- What is being asked:
The records below should be set down in full, please, without any change.

Given information Block Start

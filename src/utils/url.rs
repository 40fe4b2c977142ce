//! URL utilities for stream URLs
//!
//! Helpers for inspecting resolved stream URLs and for keeping authorization
//! keys out of log output.

use regex::Regex;
use url::Url;

/// URL utilities shared by the resolver and the playback session
pub struct UrlUtils;

impl UrlUtils {
    /// Check whether a descriptor value is already a URL rather than a
    /// provider stream key
    ///
    /// Any value containing `http` counts, which also covers values that
    /// carry a scheme further in (for example behind a redirector prefix).
    pub fn looks_absolute(value: &str) -> bool {
        value.contains("http")
    }

    /// Extract the host from a URL
    ///
    /// # Arguments
    ///
    /// * `url` - The URL to extract the host from
    ///
    /// # Returns
    ///
    /// * `Some(String)` - Host if successfully parsed
    /// * `None` - If the URL is invalid or has no host
    pub fn extract_host(url: &str) -> Option<String> {
        Url::parse(url)
            .ok()
            .and_then(|u| u.host_str().map(|h| h.to_string()))
    }

    /// Lowercased extension of the last path segment, ignoring query and
    /// fragment
    ///
    /// Falls back to plain string handling for values that do not parse as a
    /// URL so relative paths are still classified.
    ///
    /// # Examples
    ///
    /// ```rust
    /// use fbstream::utils::url::UrlUtils;
    ///
    /// assert_eq!(UrlUtils::path_extension("https://a.example/live/x.M3U8?k=1"), Some("m3u8".to_string()));
    /// assert_eq!(UrlUtils::path_extension("https://a.example/live/"), None);
    /// ```
    pub fn path_extension(url: &str) -> Option<String> {
        let path = match Url::parse(url) {
            Ok(parsed) => parsed.path().to_string(),
            Err(_) => url
                .split(['?', '#'])
                .next()
                .unwrap_or_default()
                .to_string(),
        };
        let segment = path.rsplit('/').next()?;
        let (stem, extension) = segment.rsplit_once('.')?;
        if stem.is_empty() || extension.is_empty() {
            return None;
        }
        Some(extension.to_ascii_lowercase())
    }

    /// Mask authorization keys and credentials for safe logging
    ///
    /// # Arguments
    ///
    /// * `url` - The URL to obfuscate
    ///
    /// # Returns
    ///
    /// URL string with `auth_key`, token and password values replaced with asterisks
    pub fn obfuscate_credentials(url: &str) -> String {
        let mut obfuscated = url.to_string();

        if let Ok(parsed) = Url::parse(url)
            && (!parsed.username().is_empty() || parsed.password().is_some())
        {
            let mut new_url = parsed.clone();
            let _ = new_url.set_username("****");
            let _ = new_url.set_password(Some("****"));
            obfuscated = new_url.to_string();
        }

        let sensitive_params = ["auth_key", "token", "password", "pass"];

        for param in &sensitive_params {
            let pattern = format!(r"(?i)([?&]{}=)[^&#]*", regex::escape(param));
            if let Ok(re) = Regex::new(&pattern) {
                obfuscated = re.replace_all(&obfuscated, "${1}****").to_string();
            }
        }

        obfuscated
    }
}
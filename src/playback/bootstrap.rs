//! Engine script loading.
//!
//! Each component is loaded from an ordered list of candidate locations; the
//! first location that loads wins. The player itself is required. The two
//! decode adapters are optional and their absence only narrows which
//! containers can be played.

use std::time::Duration;

use async_trait::async_trait;
use reqwest::Client;
use strum::Display;
use tracing::{debug, info, warn};

use crate::config::EngineScriptsConfig;
use crate::errors::{PlaybackError, PlaybackResult};

#[derive(Debug, Clone, Copy, PartialEq, Eq, Display)]
#[strum(serialize_all = "kebab-case")]
pub enum EngineComponent {
    Player,
    ManifestAdapter,
    SegmentAdapter,
}

/// Loads one script location
#[async_trait]
pub trait ScriptLoader: Send + Sync {
    async fn load(&self, component: EngineComponent, url: &str) -> Result<(), String>;
}

/// What the bootstrap managed to load
#[derive(Debug, Clone, Copy, Default, PartialEq, Eq)]
pub struct EngineCapabilities {
    pub manifest_adapter: bool,
    pub segment_adapter: bool,
}

#[derive(Debug, Clone)]
pub struct EngineBootstrap {
    scripts: EngineScriptsConfig,
}

impl EngineBootstrap {
    pub fn new(scripts: EngineScriptsConfig) -> Self {
        Self { scripts }
    }

    fn candidates(&self, component: EngineComponent) -> &[String] {
        match component {
            EngineComponent::Player => &self.scripts.player,
            EngineComponent::ManifestAdapter => &self.scripts.manifest_adapter,
            EngineComponent::SegmentAdapter => &self.scripts.segment_adapter,
        }
    }

    /// Try each candidate for `component` in order
    pub async fn load_component(
        &self,
        loader: &dyn ScriptLoader,
        component: EngineComponent,
    ) -> PlaybackResult<String> {
        let mut failures = Vec::new();
        for url in self.candidates(component) {
            match loader.load(component, url).await {
                Ok(()) => {
                    debug!("Loaded {} from {}", component, url);
                    return Ok(url.clone());
                }
                Err(e) => {
                    warn!("Failed to load {} from {}: {}", component, url, e);
                    failures.push(format!("{url}: {e}"));
                }
            }
        }
        Err(PlaybackError::engine_load(
            component.to_string(),
            if failures.is_empty() {
                "no candidate locations configured".to_string()
            } else {
                failures.join("; ")
            },
        ))
    }

    pub async fn load(&self, loader: &dyn ScriptLoader) -> PlaybackResult<EngineCapabilities> {
        self.load_component(loader, EngineComponent::Player).await?;
        let manifest_adapter = self
            .load_component(loader, EngineComponent::ManifestAdapter)
            .await
            .is_ok();
        let segment_adapter = self
            .load_component(loader, EngineComponent::SegmentAdapter)
            .await
            .is_ok();

        let capabilities = EngineCapabilities {
            manifest_adapter,
            segment_adapter,
        };
        info!(
            "Media engine ready (manifest adapter: {}, segment adapter: {})",
            capabilities.manifest_adapter, capabilities.segment_adapter
        );
        Ok(capabilities)
    }
}

/// Checks that a script location answers with a success status
pub struct HttpScriptLoader {
    client: Client,
}

impl HttpScriptLoader {
    pub fn new(timeout: Duration, user_agent: &str) -> PlaybackResult<Self> {
        let client = Client::builder()
            .timeout(timeout)
            .user_agent(user_agent.to_string())
            .build()
            .map_err(|e| PlaybackError::engine_load("http-client", e.to_string()))?;
        Ok(Self { client })
    }
}

#[async_trait]
impl ScriptLoader for HttpScriptLoader {
    async fn load(&self, _component: EngineComponent, url: &str) -> Result<(), String> {
        let response = self
            .client
            .get(url)
            .send()
            .await
            .map_err(|e| e.to_string())?;
        if response.status().is_success() {
            Ok(())
        } else {
            Err(format!("HTTP {}", response.status()))
        }
    }
}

Given information Block End

- Output below:
filename src/utils/url.rs
repository 40fe4b2c977142ce
//! URL utilities for stream URLs
//!
//! Helpers for inspecting resolved stream URLs and for keeping authorization
//! keys out of log output.

use regex::Regex;
use url::Url;

/// URL utilities shared by the resolver and the playback session
pub struct UrlUtils;

impl UrlUtils {
    /// Check whether a descriptor value is already a URL rather than a
    /// provider stream key
    ///
    /// Any value containing `http` counts, which also covers values that
    /// carry a scheme further in (for example behind a redirector prefix).
    pub fn looks_absolute(value: &str) -> bool {
        value.contains("http")
    }

    /// Extract the host from a URL
    ///
    /// # Arguments
    ///
    /// * `url` - The URL to extract the host from
    ///
    /// # Returns
    ///
    /// * `Some(String)` - Host if successfully parsed
    /// * `None` - If the URL is invalid or has no host
    pub fn extract_host(url: &str) -> Option<String> {
        Url::parse(url)
            .ok()
            .and_then(|u| u.host_str().map(|h| h.to_string()))
    }

    /// Lowercased extension of the last path segment, ignoring query and
    /// fragment
    ///
    /// Falls back to plain string handling for values that do not parse as a
    /// URL so relative paths are still classified.
    ///
    /// # Examples
    ///
    /// ```rust
    /// use fbstream::utils::url::UrlUtils;
    ///
    /// assert_eq!(UrlUtils::path_extension("https://a.example/live/x.M3U8?k=1"), Some("m3u8".to_string()));
    /// assert_eq!(UrlUtils::path_extension("https://a.example/live/"), None);
    /// ```
    pub fn path_extension(url: &str) -> Option<String> {
        let path = match Url::parse(url) {
            Ok(parsed) => parsed.path().to_string(),
            Err(_) => url
                .split(['?', '#'])
                .next()
                .unwrap_or_default()
                .to_string(),
        };
        let segment = path.rsplit('/').next()?;
        let (stem, extension) = segment.rsplit_once('.')?;
        if stem.is_empty() || extension.is_empty() {
            return None;
        }
        Some(extension.to_ascii_lowercase())
    }

    /// Mask authorization keys and credentials for safe logging
    ///
    /// # Arguments
    ///
    /// * `url` - The URL to obfuscate
    ///
    /// # Returns
    ///
    /// URL string with `auth_key`, token and password values replaced with asterisks
    pub fn obfuscate_credentials(url: &str) -> String {
        let mut obfuscated = url.to_string();

        if let Ok(parsed) = Url::parse(url)
            && (!parsed.username().is_empty() || parsed.password().is_some())
        {
            let mut new_url = parsed.clone();
            let _ = new_url.set_username("****");
            let _ = new_url.set_password(Some("****"));
            obfuscated = new_url.to_string();
        }

        let sensitive_params = ["auth_key", "token", "password", "pass"];

        for param in &sensitive_params {
            let pattern = format!(r"(?i)([?&]{}=)[^&#]*", regex::escape(param));
            if let Ok(re) = Regex::new(&pattern) {
                obfuscated = re.replace_all(&obfuscated, "${1}****").to_string();
            }
        }

        obfuscated
    }
}
filename src/playback/bootstrap.rs
//! Engine script loading.
//!
//! Each component is loaded from an ordered list of candidate locations; the
//! first location that loads wins. The player itself is required. The two
//! decode adapters are optional and their absence only narrows which
//! containers can be played.

use std::time::Duration;

use async_trait::async_trait;
use reqwest::Client;
use strum::Display;
use tracing::{debug, info, warn};

use crate::config::EngineScriptsConfig;
use crate::errors::{PlaybackError, PlaybackResult};

#[derive(Debug, Clone, Copy, PartialEq, Eq, Display)]
#[strum(serialize_all = "kebab-case")]
pub enum EngineComponent {
    Player,
    ManifestAdapter,
    SegmentAdapter,
}

/// Loads one script location
#[async_trait]
pub trait ScriptLoader: Send + Sync {
    async fn load(&self, component: EngineComponent, url: &str) -> Result<(), String>;
}

/// What the bootstrap managed to load
#[derive(Debug, Clone, Copy, Default, PartialEq, Eq)]
pub struct EngineCapabilities {
    pub manifest_adapter: bool,
    pub segment_adapter: bool,
}

#[derive(Debug, Clone)]
pub struct EngineBootstrap {
    scripts: EngineScriptsConfig,
}

impl EngineBootstrap {
    pub fn new(scripts: EngineScriptsConfig) -> Self {
        Self { scripts }
    }

    fn candidates(&self, component: EngineComponent) -> &[String] {
        match component {
            EngineComponent::Player => &self.scripts.player,
            EngineComponent::ManifestAdapter => &self.scripts.manifest_adapter,
            EngineComponent::SegmentAdapter => &self.scripts.segment_adapter,
        }
    }

    /// Try each candidate for `component` in order
    pub async fn load_component(
        &self,
        loader: &dyn ScriptLoader,
        component: EngineComponent,
    ) -> PlaybackResult<String> {
        let mut failures = Vec::new();
        for url in self.candidates(component) {
            match loader.load(component, url).await {
                Ok(()) => {
                    debug!("Loaded {} from {}", component, url);
                    return Ok(url.clone());
                }
                Err(e) => {
                    warn!("Failed to load {} from {}: {}", component, url, e);
                    failures.push(format!("{url}: {e}"));
                }
            }
        }
        Err(PlaybackError::engine_load(
            component.to_string(),
            if failures.is_empty() {
                "no candidate locations configured".to_string()
            } else {
                failures.join("; ")
            },
        ))
    }

    pub async fn load(&self, loader: &dyn ScriptLoader) -> PlaybackResult<EngineCapabilities> {
        self.load_component(loader, EngineComponent::Player).await?;
        let manifest_adapter = self
            .load_component(loader, EngineComponent::ManifestAdapter)
            .await
            .is_ok();
        let segment_adapter = self
            .load_component(loader, EngineComponent::SegmentAdapter)
            .await
            .is_ok();

        let capabilities = EngineCapabilities {
            manifest_adapter,
            segment_adapter,
        };
        info!(
            "Media engine ready (manifest adapter: {}, segment adapter: {})",
            capabilities.manifest_adapter, capabilities.segment_adapter
        );
        Ok(capabilities)
    }
}

/// Checks that a script location answers with a success status
pub struct HttpScriptLoader {
    client: Client,
}

impl HttpScriptLoader {
    pub fn new(timeout: Duration, user_agent: &str) -> PlaybackResult<Self> {
        let client = Client::builder()
            .timeout(timeout)
            .user_agent(user_agent.to_string())
            .build()
            .map_err(|e| PlaybackError::engine_load("http-client", e.to_string()))?;
        Ok(Self { client })
    }
}

#[async_trait]
impl ScriptLoader for HttpScriptLoader {
    async fn load(&self, _component: EngineComponent, url: &str) -> Result<(), String> {
        let response = self
            .client
            .get(url)
            .send()
            .await
            .map_err(|e| e.to_string())?;
        if response.status().is_success() {
            Ok(())
        } else {
            Err(format!("HTTP {}", response.status()))
        }
    }
}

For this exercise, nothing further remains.